Tuesday, March 29, 2022

Act of Self-Harm Vs. Suicide Attempt

 

"To: [Psychiatrist], MD
From: [Jae Jagger]
Received: 3/21/2022 6:15 PM PDT
Hello Dr. [B.], On April 1st, I plan to overdose on Gabapentin (I have 120 pills of 600mg). Soon after ingesting the pills, I will walk into Stanford ED and receive help. I do believe I have no other options. [Jae]"
 
Today, in front of a group of Stanford resident doctors, I was asked what my thoughts were surrounding this note just before I sent it off. What was I thinking? 
 
First of all, I believe this would have been an act of self-harm, not an suicide attempt for two reasons. One, gabapentin is safe even in very high doses (according to the expert Sean Mackey). It only gives you bad diarrhea, and then you're fine.  Two, I was walking into the ER immediately afterwards.
 
 Obviously, if I really wanted to die, I'd do several things differently. One, take the super-size bottle of Tylenol in my drawer, add alcohol (definitely would go with the classic favorite Grey Goose and orange juice), and bam! Dead in several hours! It would be an excruciating several hours where you would doubt the will to die and the will to live, but you would get the job done. You could even throw yourself a little party, when drunk, everything is better. If you read Manic, you notice the author likes to mix in Tequila with her attempts.

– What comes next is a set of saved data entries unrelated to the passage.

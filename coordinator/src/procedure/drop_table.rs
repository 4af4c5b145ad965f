// Copyright 2022-2023 CeresDB Project Authors. Licensed under Apache-2.0.

//! Drop table procedure.
//!
//! The state machine is `Begin -> Waiting -> {Finish | Failed}`: one prepare
//! step locates the shard hosting the table, dispatches the drop and removes
//! the table record at the version reported back. Dropping a table that is
//! already gone is a no-op so a replay always converges.

use std::sync::{Mutex, RwLock};

use async_trait::async_trait;
use cluster::{metadata::ClusterMetadataRef, types::ShardVersionUpdate};
use common_types::{
    shard::{ShardInfo, ShardRole, ShardStatus},
    table::{Table, TableInfo},
};
use log::info;
use serde::{Deserialize, Serialize};
use snafu::ResultExt;
use tokio::sync::oneshot;

use super::{
    storage::ProcedureParams, Context, Priority, Procedure, ProcedureId, RelatedVersionInfo,
    State, Typ,
};
use crate::{
    eventdispatch::{DropTableOnShardRequest, EventDispatch, EventDispatchRef, UpdateShardInfo},
    Cancelled, ClusterFailure, Error, ProcedureFailed, Result,
};

#[derive(Debug, Clone, Serialize, Deserialize)]
pub struct DropTableParams {
    pub schema_name: String,
    pub table_name: String,
}

/// Drop one table: dispatch to the owning node when the shard still exists,
/// then remove the table record. Returns the dropped table, or `None` when
/// there was nothing to drop.
pub(crate) async fn execute_drop(
    metadata: &ClusterMetadataRef,
    dispatch: &EventDispatchRef,
    schema_name: &str,
    table_name: &str,
) -> Result<Option<Table>> {
    let table = match metadata
        .get_table(schema_name, table_name)
        .await
        .context(ClusterFailure)?
    {
        Some(table) => table,
        None => return Ok(None),
    };

    if let Some(shard_id) = metadata.get_table_shard(table.id).await {
        let snapshot = metadata.snapshot().await;
        if let Some(shard_view) = snapshot.topology.shard_view(shard_id) {
            let prev_version = shard_view.version;
            let latest_version = match snapshot.topology.shard_node(shard_id) {
                Some(binding) => {
                    let curr_shard_info = ShardInfo {
                        id: shard_id,
                        role: ShardRole::Leader,
                        version: prev_version,
                        status: ShardStatus::Ready,
                    };
                    dispatch
                        .drop_table_on_shard(
                            &binding.node,
                            DropTableOnShardRequest {
                                update_shard_info: UpdateShardInfo {
                                    curr_shard_info,
                                    prev_version,
                                },
                                table_info: TableInfo::new(
                                    table.clone(),
                                    schema_name.to_string(),
                                ),
                            },
                        )
                        .await?
                }
                // The shard is unassigned, finish the metadata cleanup only.
                None => prev_version + 1,
            };

            metadata
                .remove_table_topology(
                    ShardVersionUpdate {
                        shard_id,
                        prev_version,
                        latest_version,
                    },
                    table.id,
                )
                .await
                .context(ClusterFailure)?;
        }
    }

    metadata
        .drop_table_metadata(schema_name, table_name)
        .await
        .context(ClusterFailure)?;
    Ok(Some(table))
}

pub struct DropTableProcedure {
    id: ProcedureId,
    params: DropTableParams,
    metadata: ClusterMetadataRef,
    dispatch: EventDispatchRef,
    related: RelatedVersionInfo,
    state: RwLock<State>,
    result_tx: Mutex<Option<oneshot::Sender<Result<()>>>>,
}

impl DropTableProcedure {
    pub fn new(
        id: ProcedureId,
        metadata: ClusterMetadataRef,
        dispatch: EventDispatchRef,
        related: RelatedVersionInfo,
        params: DropTableParams,
    ) -> Self {
        Self {
            id,
            params,
            metadata,
            dispatch,
            related,
            state: RwLock::new(State::Init),
            result_tx: Mutex::new(None),
        }
    }

    pub fn subscribe_result(&self) -> oneshot::Receiver<Result<()>> {
        let (tx, rx) = oneshot::channel();
        *self.result_tx.lock().unwrap() = Some(tx);
        rx
    }

    fn set_state(&self, state: State) {
        *self.state.write().unwrap() = state;
    }

    fn send_result(&self, result: Result<()>) {
        if let Some(tx) = self.result_tx.lock().unwrap().take() {
            let _ = tx.send(result);
        }
    }
}

#[async_trait]
impl Procedure for DropTableProcedure {
    fn id(&self) -> ProcedureId {
        self.id
    }

    fn typ(&self) -> Typ {
        Typ::DropTable
    }

    fn priority(&self) -> Priority {
        Priority::Medium
    }

    fn related_version_info(&self) -> RelatedVersionInfo {
        self.related.clone()
    }

    fn persisted_params(&self) -> ProcedureParams {
        ProcedureParams::DropTable(self.params.clone())
    }

    async fn start(&self, ctx: Context) -> Result<()> {
        self.set_state(State::Running);
        let result = async {
            ctx.ensure_running()?;
            execute_drop(
                &self.metadata,
                &self.dispatch,
                &self.params.schema_name,
                &self.params.table_name,
            )
            .await
        }
        .await;

        match result {
            Ok(dropped) => {
                self.set_state(State::Finished);
                if dropped.is_some() {
                    info!(
                        "Drop table procedure finished, id:{}, table:{}.{}",
                        self.id, self.params.schema_name, self.params.table_name
                    );
                }
                self.send_result(Ok(()));
                Ok(())
            }
            Err(e) => {
                let state = if matches!(e, Error::Cancelled { .. }) {
                    State::Cancelled
                } else {
                    State::Failed
                };
                self.set_state(state);
                let msg = format!("drop table failed, id:{}, err:{e}", self.id);
                self.send_result(Err(e));
                ProcedureFailed { msg }.fail()
            }
        }
    }

    async fn cancel(&self) -> Result<()> {
        self.set_state(State::Cancelled);
        self.send_result(Cancelled.fail());
        Ok(())
    }

    fn state(&self) -> State {
        *self.state.read().unwrap()
    }
}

No, I chose a safe medication and was planning on seeking help. It is true that 120 is a lot of pills, and 600mg is a high amount, and yes, during my googling, I did find one woman who died from gabapentin overdosing. It's possible. I was obviously risking my life.

Also, I was telling my psychiatrist my scheme days before I was planning on doing it. I told my psychotherapist about the note during our next session, and she prompted me to call my psychiatrist. During my therapy session, while my therapist, my mother, and I are discussing all of this, I brought up the really obvious question, why hasn't my psychiatrist called me? He returned my note with a shorter note. He wrote:

"To: [Jae Jagger]
From: [Psychiatrist], MD
Received: 3/22/2022 11:00 PM PDT
This sounds like a different plan than you've typically had in the past. Could you explain to me what you think this about?"
 
(Originally, during the previous Stanford G2P stay late February/early March of this year, I deflected many questions about my suicide plan, and back then, I had the ingenious idea to swallow one of my mother's fentanyl patches [with what? I never figured that out]. They can't save you from that. A few minutes and you're dead. I do have Narcan in my bedroom, but I probably wouldn't even stay conscious long enough to use that unless it was in the very same room.)
 
I was really trying to make a point to my Stanford outpatient psychiatrist, who blatantly told me that there was no medication that would help me (you're a fucking psychiatrist whose job is to dispense pills, so prescribe pills!), that yes, I was crazy enough to hurt myself, take those tablets--whether it be Tylenol, Norco's, Gabapentin--and that yes, I needed real help. Someone help me. If no one would have stopped me, I would have went through with my plan. There is another layer, and I spoke about this during my interview in front of the resident doctors this afternoon--I am in so much pain from hearing the awful voices (frequently off and on all day) and the depression that I have to act this way, risk my life, because I don't want to live like this. It's either I receive treatment, get better, or I pass away.
 
I was willing to accept if the doctor wanted to go up on the clozapine prescription, and wait and see for a couple of weeks if there were changes. Or admit me to the hospital again. 

Even being back in the hospital again, Dr. [Psychiatrist] has not suggested a medication change. Per our last conversation, he told me that "there's lots of things to try." When are we going to try them?